国家自然科学基金青年基金项目 (61903333); 浙江省“钱江人才”特殊急需类项目 (QJD1902010)
College of Information Engineering,Zhejiang University of Technology
成功地检测隐匿虚假数据入侵（False Data Injection, FDI）攻击是确保电力系统安全运行的关键. 然而,大多数工作通过建立FDI攻击模型来模拟真实的入侵行为,所得到的模拟数据往往与真实数据存在一定的差异,导致基于机器学习的检测方法出现较差的学习效果. 为此,针对源域中模拟样本数据量大而目标域中真实样本标记少的特点,提出了基于深度信念网络(DBN)和迁移学习的检测算法, DBN中的受限玻尔兹曼机(Restrict Boltzmann Machine, RBM)能对目标域大量无标签样本进行特征自学习,而基于模型的迁移学习方法克服了数据之间的差异性,同时解决了有标签真实样本稀缺的问题. 最后,在IEEE 14-bus电力系统模型上验证了所提方法的优点和有效性.

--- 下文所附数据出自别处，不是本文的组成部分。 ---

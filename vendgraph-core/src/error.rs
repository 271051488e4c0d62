//! Error types for the vendgraph core library.
//!
//! Defines error enums exposed by the public API and a convenient result alias.

use std::fmt;

use thiserror::Error;

macro_rules! define_error_codes {
    (
        $(#[$enum_meta:meta])*
        enum $CodeTy:ident for $ErrTy:ident {
            $(
                $(#[$variant_meta:meta])*
                $CodeVariant:ident => $ErrVariant:ident $( { $($pattern:tt)* } )? => $code:expr
            ),+ $(,)?
        }
    ) => {
        $(#[$enum_meta])*
        #[derive(Clone, Copy, Debug, Eq, Hash, PartialEq)]
        #[non_exhaustive]
        pub enum $CodeTy {
            $(
                $(#[$variant_meta])*
                $CodeVariant,
            )+
        }

        impl $CodeTy {
            /// Return the stable machine-readable representation of this error code.
            pub const fn as_str(self) -> &'static str {
                match self {
                    $(Self::$CodeVariant => $code,)+
                }
            }
        }

        impl fmt::Display for $CodeTy {
            fn fmt(&self, f: &mut fmt::Formatter<'_>) -> fmt::Result {
                f.write_str(self.as_str())
            }
        }

        impl $ErrTy {
            #[doc = concat!(
                "Retrieve the stable [`",
                stringify!($CodeTy),
                "`] for this error."
            )]
            pub const fn code(&self) -> $CodeTy {
                match self {
                    $(Self::$ErrVariant $( { $($pattern)* } )? => $CodeTy::$CodeVariant,)+
                }
            }
        }
    };
}

/// An error produced by [`crate::WeightMatrix`] mutations.
#[non_exhaustive]
#[derive(Clone, Debug, Error, PartialEq)]
pub enum MatrixError {
    /// A node index was outside the matrix.
    #[error("node {node} is out of bounds for a graph of {node_count} nodes")]
    OutOfBounds {
        /// The offending node index.
        node: usize,
        /// Number of nodes in the matrix.
        node_count: usize,
    },
    /// An edge from a node to itself was requested.
    #[error("node {node} cannot be connected to itself")]
    SelfLoop {
        /// The node named on both ends of the edge.
        node: usize,
    },
    /// Edge weights must be finite and non-negative.
    #[error("edge weight {weight} must be finite and non-negative")]
    InvalidWeight {
        /// The rejected weight.
        weight: f64,
    },
    /// The matrix would hold more than `usize::MAX` entries.
    #[error("a matrix of {node_count} nodes does not fit in memory")]
    TooLarge {
        /// Requested number of nodes.
        node_count: usize,
    },
}

define_error_codes! {
    /// Stable codes describing [`MatrixError`] variants.
    enum MatrixErrorCode for MatrixError {
        /// A node index was outside the matrix.
        OutOfBounds => OutOfBounds { .. } => "MATRIX_OUT_OF_BOUNDS",
        /// An edge from a node to itself was requested.
        SelfLoop => SelfLoop { .. } => "MATRIX_SELF_LOOP",
        /// Edge weights must be finite and non-negative.
        InvalidWeight => InvalidWeight { .. } => "MATRIX_INVALID_WEIGHT",
        /// The matrix would hold more than `usize::MAX` entries.
        TooLarge => TooLarge { .. } => "MATRIX_TOO_LARGE",
    }
}

/// Error type produced when configuring or running [`crate::GraphGenerator`].
#[non_exhaustive]
#[derive(Clone, Debug, Error, PartialEq)]
pub enum GeneratorError {
    /// At least two nodes are needed so every node can receive an edge, and
    /// the square of the count must fit in `usize`.
    #[error("node_count must be at least 2 and its square must fit in usize (got {got})")]
    InvalidNodeCount {
        /// The node count supplied by the caller.
        got: usize,
    },
    /// Connection probability is a percentage.
    #[error("connection_probability must be between 0 and 100 (got {got})")]
    InvalidConnectionProbability {
        /// The probability supplied by the caller.
        got: i64,
    },
    /// Distance bounds must describe a non-empty range above zero.
    #[error("distance bounds must satisfy 0 < min < max (got min={min}, max={max})")]
    InvalidDistanceBounds {
        /// Requested minimum distance.
        min: u32,
        /// Requested maximum distance.
        max: u32,
    },
    /// Too many fractional digits were requested for the distances.
    #[error("precision must be at most {max} decimal digits (got {got})")]
    InvalidPrecision {
        /// Requested number of fractional digits.
        got: u32,
        /// Largest supported number of fractional digits.
        max: u32,
    },
    /// An isolated node has no distinct partner to connect to.
    #[error("cannot repair an isolated node in a graph of {node_count} node(s)")]
    RepairImpossible {
        /// Number of nodes in the matrix under repair.
        node_count: usize,
    },
    /// A matrix mutation failed while generating the graph.
    #[error("weight matrix update failed: {error}")]
    Matrix {
        #[source]
        /// Underlying matrix error.
        error: MatrixError,
    },
}

define_error_codes! {
    /// Stable codes describing [`GeneratorError`] variants.
    enum GeneratorErrorCode for GeneratorError {
        /// At least two nodes are needed so every node can receive an edge.
        InvalidNodeCount => InvalidNodeCount { .. } => "VENDGRAPH_INVALID_NODE_COUNT",
        /// Connection probability is a percentage.
        InvalidConnectionProbability => InvalidConnectionProbability { .. }
            => "VENDGRAPH_INVALID_CONNECTION_PROBABILITY",
        /// Distance bounds must describe a non-empty range above zero.
        InvalidDistanceBounds => InvalidDistanceBounds { .. } => "VENDGRAPH_INVALID_DISTANCE_BOUNDS",
        /// Too many fractional digits were requested for the distances.
        InvalidPrecision => InvalidPrecision { .. } => "VENDGRAPH_INVALID_PRECISION",
        /// An isolated node has no distinct partner to connect to.
        RepairImpossible => RepairImpossible { .. } => "VENDGRAPH_REPAIR_IMPOSSIBLE",
        /// A matrix mutation failed while generating the graph.
        MatrixFailure => Matrix { .. } => "VENDGRAPH_MATRIX_FAILURE",
    }
}

impl GeneratorError {
    /// Retrieve the inner [`MatrixErrorCode`] when the error originated in a
    /// [`crate::WeightMatrix`] mutation.
    pub const fn matrix_code(&self) -> Option<MatrixErrorCode> {
        match self {
            Self::Matrix { error } => Some(error.code()),
            _ => None,
        }
    }

    /// Returns `true` when the error describes rejected user configuration
    /// rather than a failure during generation.
    #[must_use]
    pub const fn is_configuration(&self) -> bool {
        matches!(
            self,
            Self::InvalidNodeCount { .. }
                | Self::InvalidConnectionProbability { .. }
                | Self::InvalidDistanceBounds { .. }
                | Self::InvalidPrecision { .. }
        )
    }
}

impl From<MatrixError> for GeneratorError {
    fn from(error: MatrixError) -> Self {
        Self::Matrix { error }
    }
}

/// Convenient alias for results returned by the core API.
pub type Result<T> = core::result::Result<T, GeneratorError>;
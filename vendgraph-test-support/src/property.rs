//! Property-test run profile parsing for CI and local overrides.
//!
//! Suites read their case count through [`ProptestRunProfile`] so CI can
//! raise or lower the property-test budget with one environment variable.

use std::env;

/// Environment variable controlling property-test case counts.
pub const PBT_CASES_ENV_KEY: &str = "VENDGRAPH_PBT_CASES";

/// Runtime profile for property-test execution.
#[derive(Clone, Copy, Debug, PartialEq, Eq)]
pub struct ProptestRunProfile {
    cases: u32,
}

impl ProptestRunProfile {
    /// Load a profile from the environment, falling back to `default_cases`
    /// when the override is absent or malformed.
    ///
    /// # Examples
    ///
    /// ```
    /// use vendgraph_test_support::property::ProptestRunProfile;
    ///
    /// let profile = ProptestRunProfile::load(64);
    /// assert!(profile.cases() > 0);
    /// ```
    #[must_use]
    pub fn load(default_cases: u32) -> Self {
        let cases = match env::var(PBT_CASES_ENV_KEY) {
            Ok(raw) => parse_cases(&raw).unwrap_or_else(|reason| {
                tracing::warn!(
                    env = PBT_CASES_ENV_KEY,
                    raw = %raw,
                    reason = %reason,
                    "invalid property-test case override; using default",
                );
                default_cases
            }),
            Err(_) => default_cases,
        };
        Self { cases }
    }

    /// Number of cases to run per property.
    #[must_use]
    pub const fn cases(&self) -> u32 {
        self.cases
    }
}

fn parse_cases(raw: &str) -> Result<u32, String> {
    let parsed = raw
        .trim()
        .parse::<u32>()
        .map_err(|error| format!("parse error: {error}"))?;
    if parsed == 0 {
        return Err("cases must be > 0".to_owned());
    }
    Ok(parsed)
}
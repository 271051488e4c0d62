//! Small helpers shared across CLI tests.
//!
//! The CLI unit tests write adjacency files into temporary directories and
//! assert error handling behaviour. These helpers keep the cases concise.

use std::path::PathBuf;

use tempfile::TempDir;

use super::{Cli, CliError, run_cli};

pub(super) fn temp_dir() -> TempDir {
    match TempDir::new() {
        Ok(dir) => dir,
        Err(err) => panic!("failed to create temp dir: {err}"),
    }
}

/// Options for a seeded run writing to `output_path` with default bounds.
pub(super) fn seeded_cli(node_count: usize, probability: i64, output_path: PathBuf) -> Cli {
    Cli {
        node_count,
        connection_probability: probability,
        output_path: Some(output_path),
        seed: Some(4242),
        min_distance: 30,
        max_distance: 500,
        precision: 2,
        no_display: true,
    }
}

pub(super) fn run_cli_expecting_error(cli: Cli, panic_msg: &str) -> CliError {
    match run_cli(cli) {
        Ok(_) => panic!("{panic_msg}"),
        Err(err) => err,
    }
}
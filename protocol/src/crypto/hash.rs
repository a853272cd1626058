// Copyright (c) 2026 ALAS Technology. MIT License.
// See LICENSE for details.

//! # Hashing Utilities
//!
//! Every digest in minichain is SHA-256: header hashes, transaction hashes and
//! the block data hash. This module provides the fixed-size [`Hash`] type and
//! the memoization cell entities use to compute their digest at most once.
//!
//! ## The zero sentinel
//!
//! The all-zero hash means "not computed yet". It is what an unhashed entity
//! carries on the wire and what [`HashCache`] treats as empty. A real SHA-256
//! output equal to the zero vector is not a case we plan for.

use std::fmt;
use std::sync::OnceLock;

use serde::{Deserialize, Deserializer, Serialize, Serializer};
use sha2::{Digest, Sha256};

/// Length of every digest in bytes.
pub const HASH_LENGTH: usize = 32;

// ---------------------------------------------------------------------------
// Hash
// ---------------------------------------------------------------------------

/// A 32-byte SHA-256 digest. Equality is byte-wise.
#[derive(Clone, Copy, Default, PartialEq, Eq, PartialOrd, Ord, Hash, Serialize, Deserialize)]
pub struct Hash([u8; HASH_LENGTH]);

impl Hash {
    /// The distinguished "unset" value.
    pub const ZERO: Hash = Hash([0u8; HASH_LENGTH]);

    /// Wraps raw digest bytes.
    pub const fn from_bytes(bytes: [u8; HASH_LENGTH]) -> Self {
        Self(bytes)
    }

    /// Builds a hash from a slice, failing unless it is exactly 32 bytes.
    pub fn try_from_slice(slice: &[u8]) -> Option<Self> {
        let bytes: [u8; HASH_LENGTH] = slice.try_into().ok()?;
        Some(Self(bytes))
    }

    /// Raw digest bytes.
    pub fn as_bytes(&self) -> &[u8; HASH_LENGTH] {
        &self.0
    }

    /// True for the all-zero sentinel.
    pub fn is_zero(&self) -> bool {
        self.0 == [0u8; HASH_LENGTH]
    }

    /// Lowercase hex, 64 characters.
    pub fn to_hex(&self) -> String {
        hex::encode(self.0)
    }

    /// Abbreviated hex for log lines.
    pub fn short(&self) -> String {
        hex::encode(&self.0[..6])
    }
}

impl AsRef<[u8]> for Hash {
    fn as_ref(&self) -> &[u8] {
        &self.0
    }
}

impl fmt::Display for Hash {
    fn fmt(&self, f: &mut fmt::Formatter<'_>) -> fmt::Result {
        f.write_str(&self.to_hex())
    }
}

impl fmt::Debug for Hash {
    fn fmt(&self, f: &mut fmt::Formatter<'_>) -> fmt::Result {
        write!(f, "Hash({})", self.short())
    }
}

// ---------------------------------------------------------------------------
// Hash functions
// ---------------------------------------------------------------------------

/// SHA-256 of `data`.
pub fn sha256(data: &[u8]) -> Hash {
    let digest = Sha256::digest(data);
    let mut out = [0u8; HASH_LENGTH];
    out.copy_from_slice(&digest);
    Hash(out)
}

/// SHA-256 over several slices fed in order, without concatenating them first.
pub fn sha256_multi(parts: &[&[u8]]) -> Hash {
    let mut hasher = Sha256::new();
    for part in parts {
        hasher.update(part);
    }
    let digest = hasher.finalize();
    let mut out = [0u8; HASH_LENGTH];
    out.copy_from_slice(&digest);
    Hash(out)
}

// ---------------------------------------------------------------------------
// HashCache
// ---------------------------------------------------------------------------

/// Write-once memo for an entity's digest.
///
/// The first [`get_or_compute`](Self::get_or_compute) stores the result and
/// every later call returns it unchanged, even if the owning entity has been
/// mutated in between. Serialized as a plain [`Hash`], with [`Hash::ZERO`]
/// standing for "not computed".
#[derive(Clone, Default, PartialEq, Eq)]
pub struct HashCache(OnceLock<Hash>);

impl HashCache {
    pub fn new() -> Self {
        Self::default()
    }

    /// Returns the cached digest, computing and storing it on first use.
    pub fn get_or_compute(&self, compute: impl FnOnce() -> Hash) -> Hash {
        *self.0.get_or_init(compute)
    }

    /// The cached digest, if one has been taken.
    pub fn get(&self) -> Option<Hash> {
        self.0.get().copied()
    }
}

impl fmt::Debug for HashCache {
    fn fmt(&self, f: &mut fmt::Formatter<'_>) -> fmt::Result {
        match self.get() {
            Some(h) => write!(f, "HashCache({})", h.short()),
            None => f.write_str("HashCache(unset)"),
        }
    }
}

impl Serialize for HashCache {
    fn serialize<S: Serializer>(&self, serializer: S) -> Result<S::Ok, S::Error> {
        self.get().unwrap_or(Hash::ZERO).serialize(serializer)
    }
}

impl<'de> Deserialize<'de> for HashCache {
    fn deserialize<D: Deserializer<'de>>(deserializer: D) -> Result<Self, D::Error> {
        let hash = Hash::deserialize(deserializer)?;
        let cache = HashCache::new();
        if !hash.is_zero() {
            let _ = cache.0.set(hash);
        }
        Ok(cache)
    }
}

#[cfg(test)]
mod tests {
    use super::*;

    #[test]
    fn sha256_known_vector() {
        // SHA-256("abc")
        assert_eq!(
            sha256(b"abc").to_hex(),
            "ba7816bf8f01cfea414140de5dae2223b00361a396177a9cb410ff61f20015ad"
        );
    }

    #[test]
    fn multi_matches_concatenation() {
        assert_eq!(sha256_multi(&[b"ab".as_slice(), b"c".as_slice()]), sha256(b"abc"));
    }

    #[test]
    fn zero_is_default_and_sentinel() {
        assert!(Hash::default().is_zero());
        assert!(!sha256(b"").is_zero());
    }

    #[test]
    fn cache_computes_once() {
        let cache = HashCache::new();
        assert_eq!(cache.get(), None);

        let first = cache.get_or_compute(|| sha256(b"one"));
        let second = cache.get_or_compute(|| sha256(b"two"));
        assert_eq!(first, second);
        assert_eq!(first, sha256(b"one"));
    }

    #[test]
    fn cache_wire_form_uses_zero_sentinel() {
        let unset = HashCache::new();
        let bytes = bincode::serialize(&unset).unwrap();
        assert_eq!(bytes, vec![0u8; HASH_LENGTH]);

        let decoded: HashCache = bincode::deserialize(&bytes).unwrap();
        assert_eq!(decoded.get(), None);

        let set = HashCache::new();
        set.get_or_compute(|| sha256(b"x"));
        let decoded: HashCache = bincode::deserialize(&bincode::serialize(&set).unwrap()).unwrap();
        assert_eq!(decoded, set);
    }

    #[test]
    fn try_from_slice_checks_length() {
        assert!(Hash::try_from_slice(&[1u8; 31]).is_none());
        assert_eq!(Hash::try_from_slice(&[1u8; 32]), Some(Hash::from_bytes([1u8; 32])));
    }
}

Successful detection of False Data Injection (FDI) attacks is essential for ensuring secure power grids operation. However, most work simulates real intrusion behaviors by establishing FDI attack models, and the simulated data obtained is often different from the real data, resulting in poor learning effects based on machine learning detection methods. Motivated by this fact, considering the large amount of simulated sample data in the source domain and a small number of labeled real samples in the target domain, a detection algorithm based on Deep Belief Network (DBN) and transfer learning is proposed. The Restrict Boltzmann Machine (RBM) in DBN can automatically extract features from a large number of unlabeled samples in the target domain, and the model-based transfer learning method overcomes the differences between data and solves the problem of the scarcity of labeled real samples. Finally,the IEEE 14-Bus power system is employed to show the advantages and effectiveness of the proposed method.